In der Studienbibel der NWÜ lesen wir hierzu alternativ „fortgesetzt erkennen“!
Das ist ein großer Unterschied. Die Juden hatten auch Erkenntnisse und Wissen über Gott und den verheißenen Messias, aber diese Erkenntnis alleine brachte ihnen kein Leben.
Sie erkannten Jesus nicht als den Sohn Gottes an und damit auch nicht den Vater, wie er wirklich ist. Eine Person als das „zu erkennen“, was sie ist, und sie dann in ihrer Gesamtheit und Autorität „anzuerkennen“ ist etwas erheblich anderes als nur „Erkenntnis“ über sie zu besitzen.
Jesus fragte seine Jünger, „und ihr, was meint ihr, wer ich bin? Petrus sagte: du bist der Sohn Gottes, der verheißene Messias! Was erwiderte Jesus darauf? „Dies hat dir der heilige Geist geoffenbart“.

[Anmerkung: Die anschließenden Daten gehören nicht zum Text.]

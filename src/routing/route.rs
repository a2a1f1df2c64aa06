//! Routes and route descriptors.

use axum::http::Method;
use serde::Deserialize;
use serde_json::Value;
use std::fmt;
use std::sync::Arc;

use crate::core::error::{GatewayError, GatewayResult};
use crate::middleware::pipeline::{sort_by_priority, Middleware};
use crate::middleware::spec::lenient;
use crate::routing::pattern::RoutePattern;

/// The raw shape every route loader emits
#[derive(Debug, Clone, Deserialize)]
pub struct RouteDescriptor {
    #[serde(deserialize_with = "lenient::string")]
    pub path: String,

    #[serde(deserialize_with = "lenient::string")]
    pub target: String,

    #[serde(default, deserialize_with = "lenient::string_list")]
    pub methods: Vec<String>,

    /// Middleware specs in any supported shape
    #[serde(default)]
    pub middlewares: Value,

    #[serde(default = "enabled_by_default")]
    pub enabled: bool,
}

fn enabled_by_default() -> bool {
    true
}

/// A pattern, a backend target and the middleware that wrap calls to it.
///
/// Middleware are kept sorted by priority, declaration order breaking ties.
#[derive(Clone)]
pub struct Route {
    pattern: RoutePattern,
    target: String,
    service: String,
    middlewares: Vec<Arc<dyn Middleware>>,
}

impl Route {
    /// Build a route; `target` must be an absolute URL
    pub fn new(pattern: RoutePattern, target: impl Into<String>, mut middlewares: Vec<Arc<dyn Middleware>>) -> GatewayResult<Self> {
        let target = target.into();
        let parsed = url::Url::parse(&target)
            .map_err(|e| GatewayError::config(format!("Invalid route target '{}': {}", target, e)))?;
        let host = parsed
            .host_str()
            .ok_or_else(|| GatewayError::config(format!("Route target '{}' has no host", target)))?;
        let service = match parsed.port() {
            Some(port) => format!("{}:{}", host, port),
            None => host.to_string(),
        };

        sort_by_priority(&mut middlewares);
        Ok(Self {
            pattern,
            target,
            service,
            middlewares,
        })
    }

    pub fn pattern(&self) -> &RoutePattern {
        &self.pattern
    }

    /// Target base as configured
    pub fn target(&self) -> &str {
        &self.target
    }

    /// Backend identity (`host[:port]` of the target)
    pub fn service(&self) -> &str {
        &self.service
    }

    /// Middleware in execution order
    pub fn middlewares(&self) -> &[Arc<dyn Middleware>] {
        &self.middlewares
    }

    /// Captures when this route accepts the request
    pub fn matches(&self, method: &Method, path: &str) -> Option<Vec<String>> {
        self.pattern.matches(method, path)
    }

    /// Forwarded URL for a request this route matched
    pub fn target_url(&self, path: &str, query: Option<&str>) -> String {
        self.pattern.target_url(&self.target, path, query)
    }
}

impl fmt::Debug for Route {
    fn fmt(&self, f: &mut fmt::Formatter<'_>) -> fmt::Result {
        f.debug_struct("Route")
            .field("pattern", &self.pattern.as_str())
            .field("target", &self.target)
            .field(
                "middlewares",
                &self.middlewares.iter().map(|m| m.name()).collect::<Vec<_>>(),
            )
            .finish()
    }
}

/// A route selected for a request
#[derive(Debug, Clone)]
pub struct RouteMatch {
    pub route: Arc<Route>,
    pub captures: Vec<String>,
    pub target_url: String,
}

#[cfg(test)]
mod tests {
    use super::*;
    use crate::core::error::GatewayResult;
    use crate::core::types::{IncomingRequest, RequestContext};
    use crate::middleware::pipeline::{Next, Outcome};
    use async_trait::async_trait;
    use serde_json::json;

    #[derive(Debug)]
    struct Ranked(&'static str, i32);

    #[async_trait]
    impl Middleware for Ranked {
        fn name(&self) -> &str {
            self.0
        }

        fn priority(&self) -> i32 {
            self.1
        }

        async fn process(
            &self,
            request: IncomingRequest,
            context: &RequestContext,
            next: Next<'_>,
        ) -> GatewayResult<Outcome> {
            next.run(request, context).await
        }
    }

    #[test]
    fn test_route_sorts_middlewares() {
        let route = Route::new(
            RoutePattern::parse("/api/*").unwrap(),
            "http://backend:8080/",
            vec![
                Arc::new(Ranked("b", 5)),
                Arc::new(Ranked("a", -5)),
                Arc::new(Ranked("c", 5)),
            ],
        )
        .unwrap();

        let names: Vec<_> = route.middlewares().iter().map(|m| m.name()).collect();
        assert_eq!(names, vec!["a", "b", "c"]);
        assert_eq!(route.service(), "backend:8080");
        assert_eq!(route.target_url("/api/x", Some("y=1")), "http://backend:8080/x?y=1");
    }

    #[test]
    fn test_invalid_targets() {
        let pattern = RoutePattern::parse("/x").unwrap();
        assert!(Route::new(pattern.clone(), "not a url", vec![]).is_err());
        assert!(Route::new(pattern, "/relative", vec![]).is_err());
    }

    #[test]
    fn test_descriptor_defaults() {
        let descriptor: RouteDescriptor =
            serde_json::from_value(json!({"path": "/a", "target": "http://b"})).unwrap();
        assert!(descriptor.enabled);
        assert!(descriptor.methods.is_empty());
        assert!(descriptor.middlewares.is_null());

        assert!(serde_json::from_value::<RouteDescriptor>(json!({"path": "/a"})).is_err());
    }
}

Mithilfe der Studienbibel oder auch anderer Übersetzungen der Bibel kommen wir zu einem tieferen und besseren Verständnis und distanzieren uns von der oft einseitigen und daher mangelhaften Erklärung der WT-Gesellschaft, die mit diesem Vers aus Johannes 17:3 und ihrer Übersetzung nur zum studieren ihrer eigenen Schriften auffordert.
Ein weiteres Beispiel aus Hebr. 5:8,9 bringt uns die Bedeutung der eigenen Nachforschungsarbeit nahe:
„Obwohl er Sohn war, lernte er Gehorsam durch die Dinge, die er litt; und nachdem er vollkommen gemacht worden war, wurde er für die ewige Rettung all derer verantwortlich, die ihm gehorchen. NW
Der Sklave bringt uns mit diesem Text gerne nahe, unter seiner Führung Gehorsam lernen zu müssen wie auch Jesus Christus es hier auf der Erde tat; zumindest scheint Paulus uns dies hier sagen zu wollen, oder etwa doch nicht?
Zwei Fragen kommen jedem Bibelforscher sofort in den Sinn; hier zunächst die erste:
„War Jesus seinem Vater nicht schon immer gehorsam, oder musste er erst durch Leiden „Gehorsam“ lernen?
Hatte Jehova ihm geboten sich zu opfern und für die Menschen zu leiden? Diese Schlussfolgerung ist abwegig. Er handelte zwar im Auftrag und im Geist Jehovas, aber in Johannes 10:18 lesen wir auch:
„Deshalb liebt mich der Vater, weil ich meine Seele hingebe, damit ich sie wiederempfange. Niemand hat sie mir weggenommen, sondern ich gebe sie aus eigenem Antrieb hin. Ich habe Gewalt, sie hinzugeben, und ich habe Gewalt, sie wieder zu empfangen. Das Gebot darüber habe ich von meinem Vater empfangen.“
Andere Übersetzungen helfen uns diesen anscheinenden Widerspruch aufzulösen – Einheits/ NeG/Luth/Schlachter/GN.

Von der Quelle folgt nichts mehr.